Task directions: Look through the records that follow and state how many lines hold the word "debug", without adding anything.
** Given data follows **
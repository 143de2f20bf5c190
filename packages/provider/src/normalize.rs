//! Normalization from provider JSON into [`CanonicalPoi`] records.
//!
//! Providers disagree on almost everything: Amap sends numbers as
//! strings and empty fields as `[]`, Baidu nests rating and price under
//! `detail_info`, Tencent has neither. Each adapter supplies a
//! [`PoiNormalizer`] for its own shape; the field helpers here are shared.

use food_map_poi_models::{
    CUISINE_OTHER, CUISINE_VOCABULARY, CanonicalPoi, Coordinates, PriceBucket, ProviderId,
};
use food_map_spatial::blended_distance;
use serde_json::Value;

/// Upper bound of the rating scale.
pub const MAX_RATING: f64 = 5.0;

/// Average spend below this is [`PriceBucket::Cheap`].
pub const CHEAP_BELOW: f64 = 30.0;

/// Average spend above this is [`PriceBucket::Expensive`].
pub const EXPENSIVE_ABOVE: f64 = 100.0;

/// Turns one provider's raw place objects into canonical records.
pub trait PoiNormalizer {
    /// Provider whose shape this understands.
    fn provider(&self) -> ProviderId;

    /// Normalizes one raw place. Returns `None` for places without a
    /// name or a parseable location.
    fn normalize(&self, raw: &Value) -> Option<CanonicalPoi>;

    /// Normalizes a list of raw places.
    ///
    /// With a `center`, `distance_meters` is computed by
    /// [`blended_distance`] regardless of what the provider reported;
    /// without one it is `0`.
    fn normalize_all(&self, raw: &[Value], center: Option<Coordinates>) -> Vec<CanonicalPoi> {
        let pois: Vec<CanonicalPoi> = raw
            .iter()
            .filter_map(|item| {
                let poi = self.normalize(item);
                if poi.is_none() {
                    log::debug!("{}: skipping unusable place: {item}", self.provider());
                }
                poi
            })
            .map(|mut poi| {
                poi.distance_meters = center.map_or(0.0, |c| blended_distance(c, poi.location));
                poi
            })
            .collect();

        log::debug!(
            "{}: normalized {}/{} places",
            self.provider(),
            pois.len(),
            raw.len()
        );
        pois
    }
}

/// Reads a textual field that may arrive as a string, a number, or an
/// array of strings (Amap's encoding of empty/multi-valued fields).
#[must_use]
pub fn text_field(value: Option<&Value>) -> String {
    match value {
        Some(Value::String(s)) => s.trim().to_string(),
        Some(Value::Number(n)) => n.to_string(),
        Some(Value::Array(items)) => items
            .iter()
            .filter_map(Value::as_str)
            .map(str::trim)
            .filter(|s| !s.is_empty())
            .collect::<Vec<_>>()
            .join(";"),
        _ => String::new(),
    }
}

/// Reads a finite number sent either as a JSON number or a numeric string.
#[must_use]
pub fn parse_number(value: Option<&Value>) -> Option<f64> {
    let n = match value? {
        Value::Number(n) => n.as_f64()?,
        Value::String(s) => s.trim().parse::<f64>().ok()?,
        _ => return None,
    };
    n.is_finite().then_some(n)
}

/// Reads an integer sent either as a JSON number or a numeric string.
#[must_use]
pub fn parse_integer(value: Option<&Value>) -> Option<i64> {
    match value? {
        Value::Number(n) => n.as_i64(),
        Value::String(s) => s.trim().parse::<i64>().ok(),
        _ => None,
    }
}

/// Parses a rating, clamped into `[0, 5]`. Unusable input is `0`.
#[must_use]
pub fn parse_rating(value: Option<&Value>) -> f64 {
    parse_number(value).map_or(0.0, |r| r.clamp(0.0, MAX_RATING))
}

/// Parses an average-spend figure. Negative values are discarded.
#[must_use]
pub fn parse_cost(value: Option<&Value>) -> Option<f64> {
    parse_number(value).filter(|c| *c >= 0.0)
}

/// Parses a review count. Unusable input is `0`.
#[must_use]
pub fn parse_count(value: Option<&Value>) -> u32 {
    parse_number(value)
        .filter(|n| *n >= 0.0)
        .map_or(0, |n| {
            #[allow(clippy::cast_possible_truncation, clippy::cast_sign_loss)]
            let count = n.min(f64::from(u32::MAX)) as u32;
            count
        })
}

/// Buckets an average spend: `< 30` cheap, `30..=100` medium, `> 100`
/// expensive, nothing reported unknown.
#[must_use]
pub fn parse_price_bucket(cost: Option<f64>) -> PriceBucket {
    match cost {
        None => PriceBucket::Unknown,
        Some(c) if c < CHEAP_BELOW => PriceBucket::Cheap,
        Some(c) if c <= EXPENSIVE_ABOVE => PriceBucket::Medium,
        Some(_) => PriceBucket::Expensive,
    }
}

/// Returns the first [`CUISINE_VOCABULARY`] entry contained in `text`,
/// or [`CUISINE_OTHER`].
#[must_use]
pub fn extract_cuisine_type(text: &str) -> String {
    CUISINE_VOCABULARY
        .iter()
        .find(|cuisine| text.contains(**cuisine))
        .copied()
        .unwrap_or(CUISINE_OTHER)
        .to_string()
}

/// Splits provider category strings (`"餐饮服务;中餐厅;火锅店"`,
/// `"美食:火锅"`) into an ordered duplicate-free tag list.
#[must_use]
pub fn split_tags<'a>(sources: impl IntoIterator<Item = &'a str>) -> Vec<String> {
    let mut tags: Vec<String> = Vec::new();
    for source in sources {
        for tag in source.split([';', ',', '|', ':']) {
            let tag = tag.trim();
            if !tag.is_empty() && !tags.iter().any(|t| t == tag) {
                tags.push(tag.to_string());
            }
        }
    }
    tags
}

/// Parses a `"lng,lat"` string (Amap's location encoding).
#[must_use]
pub fn parse_lng_lat(text: &str) -> Option<Coordinates> {
    let (lng, lat) = text.split_once(',')?;
    let lng = lng.trim().parse::<f64>().ok()?;
    let lat = lat.trim().parse::<f64>().ok()?;
    Some(Coordinates::new(lat, lng))
}

/// Parses a `{"lat": .., "lng": ..}` object whose members may be numbers
/// or numeric strings.
#[must_use]
pub fn parse_lat_lng_object(value: Option<&Value>) -> Option<Coordinates> {
    let value = value?;
    let lat = parse_number(value.get("lat"))?;
    let lng = parse_number(value.get("lng"))?;
    Some(Coordinates::new(lat, lng))
}

#[cfg(test)]
mod tests {
    use super::*;
    use serde_json::json;

    #[test]
    fn text_field_handles_provider_encodings() {
        assert_eq!(text_field(Some(&json!(" 朝阳路 "))), "朝阳路");
        assert_eq!(text_field(Some(&json!([]))), "");
        assert_eq!(text_field(Some(&json!(["010-1", "010-2"]))), "010-1;010-2");
        assert_eq!(text_field(Some(&json!(42))), "42");
        assert_eq!(text_field(None), "");
        assert_eq!(text_field(Some(&json!(null))), "");
    }

    #[test]
    fn rating_is_clamped() {
        assert!((parse_rating(Some(&json!("4.6"))) - 4.6).abs() < f64::EPSILON);
        assert!((parse_rating(Some(&json!(7.2))) - 5.0).abs() < f64::EPSILON);
        assert!(parse_rating(Some(&json!(-1))).abs() < f64::EPSILON);
        assert!(parse_rating(Some(&json!([]))).abs() < f64::EPSILON);
        assert!(parse_rating(Some(&json!("NaN"))).abs() < f64::EPSILON);
        assert!(parse_rating(None).abs() < f64::EPSILON);
    }

    #[test]
    fn price_bucket_thresholds() {
        assert_eq!(parse_price_bucket(None), PriceBucket::Unknown);
        assert_eq!(parse_price_bucket(Some(0.0)), PriceBucket::Cheap);
        assert_eq!(parse_price_bucket(Some(29.99)), PriceBucket::Cheap);
        assert_eq!(parse_price_bucket(Some(30.0)), PriceBucket::Medium);
        assert_eq!(parse_price_bucket(Some(100.0)), PriceBucket::Medium);
        assert_eq!(parse_price_bucket(Some(100.01)), PriceBucket::Expensive);
    }

    #[test]
    fn cost_rejects_garbage() {
        assert_eq!(parse_cost(Some(&json!("85.00"))), Some(85.0));
        assert_eq!(parse_cost(Some(&json!([]))), None);
        assert_eq!(parse_cost(Some(&json!(""))), None);
        assert_eq!(parse_cost(Some(&json!(-5))), None);
    }

    #[test]
    fn integer_accepts_numbers_and_strings() {
        assert_eq!(parse_integer(Some(&json!(0))), Some(0));
        assert_eq!(parse_integer(Some(&json!("311"))), Some(311));
        assert_eq!(parse_integer(Some(&json!(1.5))), None);
        assert_eq!(parse_integer(None), None);
    }

    #[test]
    fn count_parses_strings_and_saturates() {
        assert_eq!(parse_count(Some(&json!("120"))), 120);
        assert_eq!(parse_count(Some(&json!(1e12))), u32::MAX);
        assert_eq!(parse_count(Some(&json!("n/a"))), 0);
    }

    #[test]
    fn cuisine_first_vocabulary_match_wins() {
        assert_eq!(extract_cuisine_type("餐饮服务;中餐厅;火锅店"), "火锅");
        // 火锅 precedes 川菜 in the vocabulary.
        assert_eq!(extract_cuisine_type("川菜;火锅"), "火锅");
        assert_eq!(extract_cuisine_type("美食:川菜"), "川菜");
        assert_eq!(extract_cuisine_type("餐饮服务;中餐厅"), CUISINE_OTHER);
        assert_eq!(extract_cuisine_type(""), CUISINE_OTHER);
    }

    #[test]
    fn tags_are_split_and_deduplicated() {
        let tags = split_tags(["餐饮服务;中餐厅;火锅店", "火锅店,老字号", "美食:火锅"]);
        assert_eq!(
            tags,
            vec!["餐饮服务", "中餐厅", "火锅店", "老字号", "美食", "火锅"]
        );
        assert!(split_tags(["", " ; "]).is_empty());
    }

    #[test]
    fn lng_lat_string_order() {
        let c = parse_lng_lat("116.4074,39.9042").unwrap();
        assert!((c.lat - 39.9042).abs() < 1e-9);
        assert!((c.lng - 116.4074).abs() < 1e-9);
        assert!(parse_lng_lat("116.4").is_none());
        assert!(parse_lng_lat("a,b").is_none());
    }

    #[test]
    fn lat_lng_object_accepts_strings() {
        let c = parse_lat_lng_object(Some(&json!({"lat": "39.9", "lng": 116.4}))).unwrap();
        assert!((c.lat - 39.9).abs() < 1e-9);
        assert!((c.lng - 116.4).abs() < 1e-9);
        assert!(parse_lat_lng_object(Some(&json!({"lat": 1.0}))).is_none());
    }

    struct NameOnly;

    impl PoiNormalizer for NameOnly {
        fn provider(&self) -> ProviderId {
            ProviderId::Tencent
        }

        fn normalize(&self, raw: &Value) -> Option<CanonicalPoi> {
            let name = raw.get("name")?.as_str()?;
            let location = parse_lat_lng_object(raw.get("location"))?;
            Some(CanonicalPoi::new(self.provider(), name, name, location))
        }
    }

    #[test]
    fn normalize_all_overrides_distance_and_skips_unusable() {
        let raw = vec![
            json!({"name": "A", "location": {"lat": 39.9052, "lng": 116.4074}, "_distance": 5}),
            json!({"location": {"lat": 39.9, "lng": 116.4}}),
        ];
        let center = Coordinates::new(39.9042, 116.4074);

        let pois = NameOnly.normalize_all(&raw, Some(center));
        assert_eq!(pois.len(), 1);
        assert!((pois[0].distance_meters - 111.32).abs() < 0.01);

        let pois = NameOnly.normalize_all(&raw, None);
        assert!(pois[0].distance_meters.abs() < f64::EPSILON);
    }
}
** End of Given data **
Task output: 2